Tuesday, July 11, 2017

Poughkeepsie for the 4th of July

Corrie's cousin Josh and I missed having the same birthday by a few hours. He's older by a day in technical terms. It was with him and his then-girlfriend Elizabeth that we bunked in Kingston, NY right when we first moved to the east coast back in 2006.

Kingston, just over an hour and a half from the City up the Hudson, was a wild introduction to the humidity, summer thunderstorms, and the general lushness of the northern Atlantic states in the summer.

Now he and his wife Elizabeth live in a nifty starchetect-designed house in Poughkeepsie, the last stop on the Metro North Hudson-line out of Grand Central, about 90 minutes from town. (More on the house coming later.)

Josh and Elizabeth have two daughters: Emlyn, who at four and half years old is a very witty and chatty young lady who never seems to stop talking. I think she's saying something right as Josh took this picture:


Their younger daughter, Juniper, is barely two months old, and wasn't photographed by me here. Where Marc and Linda have a 4.5 year old and a 3 year old, Josh and Elizabeth have a 4.5 year old and a 2 month old.

Cass went from being the youngest baby to the only baby to the middle baby on this trip.

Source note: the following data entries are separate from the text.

// =============================================================================
// ModelCache — read-mostly ensemble holder with atomic swap on reload
// =============================================================================
//
// Loaded once at startup; cycles only read the current `Arc`. A hot reload
// builds the replacement ensemble off to the side and swaps the reference
// atomically, so an in-flight cycle keeps the snapshot it started with.
// =============================================================================

use std::path::PathBuf;
use std::sync::Arc;

use parking_lot::RwLock;
use tracing::info;

use crate::features::FeatureManager;
use crate::ml::ensemble::{DegradationLevel, StackingEnsemble};

pub struct ModelCache {
    current: RwLock<Arc<StackingEnsemble>>,
    models_dir: PathBuf,
}

impl ModelCache {
    /// Load from disk, falling through the degradation ladder as needed.
    pub fn load(models_dir: impl Into<PathBuf>, manager: &FeatureManager) -> Self {
        let models_dir = models_dir.into();
        let ensemble = StackingEnsemble::load(&models_dir, manager);
        info!(level = %ensemble.level(), dir = %models_dir.display(), "model cache initialised");
        Self {
            current: RwLock::new(Arc::new(ensemble)),
            models_dir,
        }
    }

    /// Wrap an externally built ensemble (tests, alternative backends).
    pub fn from_ensemble(ensemble: StackingEnsemble) -> Self {
        Self {
            current: RwLock::new(Arc::new(ensemble)),
            models_dir: PathBuf::new(),
        }
    }

    /// The current ensemble snapshot. Cheap; safe to call every cycle.
    pub fn current(&self) -> Arc<StackingEnsemble> {
        self.current.read().clone()
    }

    pub fn level(&self) -> DegradationLevel {
        self.current.read().level()
    }

    /// Re-read artifacts from disk and atomically swap the snapshot in.
    pub fn reload(&self, manager: &FeatureManager) -> DegradationLevel {
        let replacement = Arc::new(StackingEnsemble::load(&self.models_dir, manager));
        let level = replacement.level();
        *self.current.write() = replacement;
        info!(level = %level, "model cache reloaded (atomic swap)");
        level
    }
}

impl std::fmt::Debug for ModelCache {
    fn fmt(&self, f: &mut std::fmt::Formatter<'_>) -> std::fmt::Result {
        f.debug_struct("ModelCache")
            .field("level", &self.level())
            .field("models_dir", &self.models_dir)
            .finish()
    }
}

The visit was way, way too short, as we could just talk with Josh and Elizabeth for hours. We got to play on a slip and slide (Cass was a little too frightened to go for a ride), check out their trampoline in the basement, collect some help from Emlyn during bathtime:


And purchase---and then set off---a big ol' package of fireworks:


Josh and I had gone to the grocers to purchase dinner fixings before heading to their wildly complete beer store when I saw the package: it was only forty bucks and overflowing with the kinds of wares we never got as a kid back in Northern California. It wasn't as cool as that mortar year back at the Farm in 2004 (when I met Corrie's extended family), but it was a helluva time.

The next morning while Corrie loaded up the car I fielded advice from my dad's older sister, my Auntie Clare, pertaining to the best ways to get to the Bronx for our Yankee game. She lived in the Bronx for years as a student at Fordham and now she and Uncle Henry live in Bedford, a ritzy town east of Dobbs Ferry, and our staging ground for the last two nights in New York.

Auntie Clare gave good advice: we found the easy and affordable parking places at the Mount Kisco train stop, took it in to Harlem, switched to the subway, and made it to the ballgame.